His latest effort, Memphis Massacre III, doesn’t take the same rewarding risks, but it’s a trim distillation of competent crunk that can still eviscerate your speakers. Released just ahead of Halloween, the project sees Deuce operating in familiar territory, sprinting across hammering production that can be as exhilarating as it is sinister. For the opener, “Deucifer,” he taps a Memphis orchestra group to serve up a phantom-like soundtrack for his diaristic updates on actualized ambitions, a near-death experience and a shrinking circle of friends. Of course, he also makes time to give props to a certain Atlanta trio and his hometown. “Shoutout the Migos for bringin’ it back/But this triplet flow come from Memphis,” he raps.
Indeed, the triplet flow is something synonymous with Memphis acts like Three 6 Mafia, who Deuce’s father famously produced for many years ago. For his part, Deuce’s flows are as sharp as ever. He piles syllables with percussive force and the dexterity to oscillate between chant-like sentences (“Anna”) and tongue-twisting bars that would fit comfortably alongside Project Pat and Lord Infamous (“Mr. Memphis Massacre”). The alternating deliveries can either melt into his customary call and response hooks or they can break-up what could otherwise — and sometimes does — become a monotonous affair.
At its best, Memphis Massacre III sees Deuce infuse overpowering anthems with a dynamic mix of savagery and humor that cuts through generic street fare. On “Buck the System,” he lets loose splashes of autobiographical detail that’s probably sensationalized, but definitely a lot of fun: “Boom-boom-boom, police at my grandma door, middle school, got caught with a O/Police ask me how tall I was, I told that bitch I was seven foot four.” Meanwhile, “What’s My Name” features jumpy flows and uses a sample that repeats his name for a hook that will definitely be shouted at all his shows. With its demonic shouts and keys that could soundtrack a Halloween sequel, “Anna” is Duke at his most convincingly menacing.
While Memphis Massacre III demonstrates Deuce’s command of the basics, he never tries to transcend them; the project is hindered by one-note production. The ominous keys of the first five tracks evoke a dangerous atmosphere fitting for Deuce’s unsparing gunplay, but by the end of the run, it almost feels like you listened to one really long song. Contrast that with Crunkstar, which features plenty of fruitful experiments. “I Get Crunk” turns a classic LL Cool J sample into the stuff of fisticuffs and “Just Say That” combines the elegance of Richard Addinsell’s “Warsaw Concerto” with frenetic crunk percussion. It’s not revolutionary stuff, per se, but it’s evidence of Deuce creating things that were all his own. They’re playful, yet dangerous — concoctions fitting of a GD whose dancing made him a meme.

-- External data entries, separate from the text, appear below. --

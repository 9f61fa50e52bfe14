//! # Amount in Words
//!
//! Spells a whole rupee amount in the Indian numbering system.
//!
//! ## Grouping
//! ```text
//! 1,23,45,678  →  One Crore Twenty Three Lakh Forty Five Thousand Six Hundred Seventy Eight
//! │ │  │  └── below one thousand (no suffix)
//! │ │  └───── Thousand  (1,000)
//! │ └──────── Lakh      (1,00,000)
//! └────────── Crore     (1,00,00,000)
//! ```

const ONES: [&str; 10] = [
    "", "One", "Two", "Three", "Four", "Five", "Six", "Seven", "Eight", "Nine",
];
const TEENS: [&str; 10] = [
    "Ten",
    "Eleven",
    "Twelve",
    "Thirteen",
    "Fourteen",
    "Fifteen",
    "Sixteen",
    "Seventeen",
    "Eighteen",
    "Nineteen",
];
const TENS: [&str; 10] = [
    "", "", "Twenty", "Thirty", "Forty", "Fifty", "Sixty", "Seventy", "Eighty", "Ninety",
];

pub const CRORE: u64 = 10_000_000;
pub const LAKH: u64 = 100_000;
pub const THOUSAND: u64 = 1_000;

/// Converts a non-negative whole amount to words.
///
/// Zero is the literal `"Zero"`. Non-zero groups are emitted largest first
/// and joined with single spaces.
///
/// ## Example
/// ```rust
/// use gst_core::words::to_words;
///
/// assert_eq!(to_words(2360), "Two Thousand Three Hundred Sixty");
/// assert_eq!(
///     to_words(1_234_567),
///     "Twelve Lakh Thirty Four Thousand Five Hundred Sixty Seven"
/// );
/// ```
pub fn to_words(amount: u64) -> String {
    if amount == 0 {
        return "Zero".to_string();
    }

    let mut parts = Vec::new();
    let mut rest = amount;

    if rest >= CRORE {
        let crores = rest / CRORE;
        // 1000+ crore: spell the crore count with the same grouping.
        let count = if crores < THOUSAND {
            below_thousand(crores)
        } else {
            to_words(crores)
        };
        parts.push(format!("{count} Crore"));
        rest %= CRORE;
    }
    if rest >= LAKH {
        parts.push(format!("{} Lakh", below_thousand(rest / LAKH)));
        rest %= LAKH;
    }
    if rest >= THOUSAND {
        parts.push(format!("{} Thousand", below_thousand(rest / THOUSAND)));
        rest %= THOUSAND;
    }
    if rest > 0 {
        parts.push(below_thousand(rest));
    }

    parts.join(" ")
}

/// Words for 0..=999. Zero yields an empty string.
fn below_thousand(n: u64) -> String {
    debug_assert!(n < THOUSAND);
    let n = n as usize;

    if n < 10 {
        ONES[n].to_string()
    } else if n < 20 {
        TEENS[n - 10].to_string()
    } else if n < 100 {
        if n % 10 == 0 {
            TENS[n / 10].to_string()
        } else {
            format!("{} {}", TENS[n / 10], ONES[n % 10])
        }
    } else if n % 100 == 0 {
        format!("{} Hundred", ONES[n / 100])
    } else {
        format!("{} Hundred {}", ONES[n / 100], below_thousand((n % 100) as u64))
    }
}

// =============================================================================
// Unit Tests
// =============================================================================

Memphis Massacre III also falls a little short in the hooks department. Save for a melodic reprieve like “Nobody Needs Nobody,” the choruses generally follow Deuce’s call and repeat format, which can get stale when you pick phrases that aren’t distinct enough to be anthemic. For every “Anna” you get a colorless refrain like “All That.” There are some heaters, but nothing comes close to the GloRilla-assisted “Just Say That” or “Crunk Ain’t Dead.”
Considering that it was released just a few months after Crunkstar, there wasn’t a need for Deuce to drop an incredible effort; he’s shown that he’s got deceptive range and a strong command of the essentials that made him a star. Deuce’s relentless energy keeps it afloat — even if you wish his creativity came closer to matching his enthusiasm.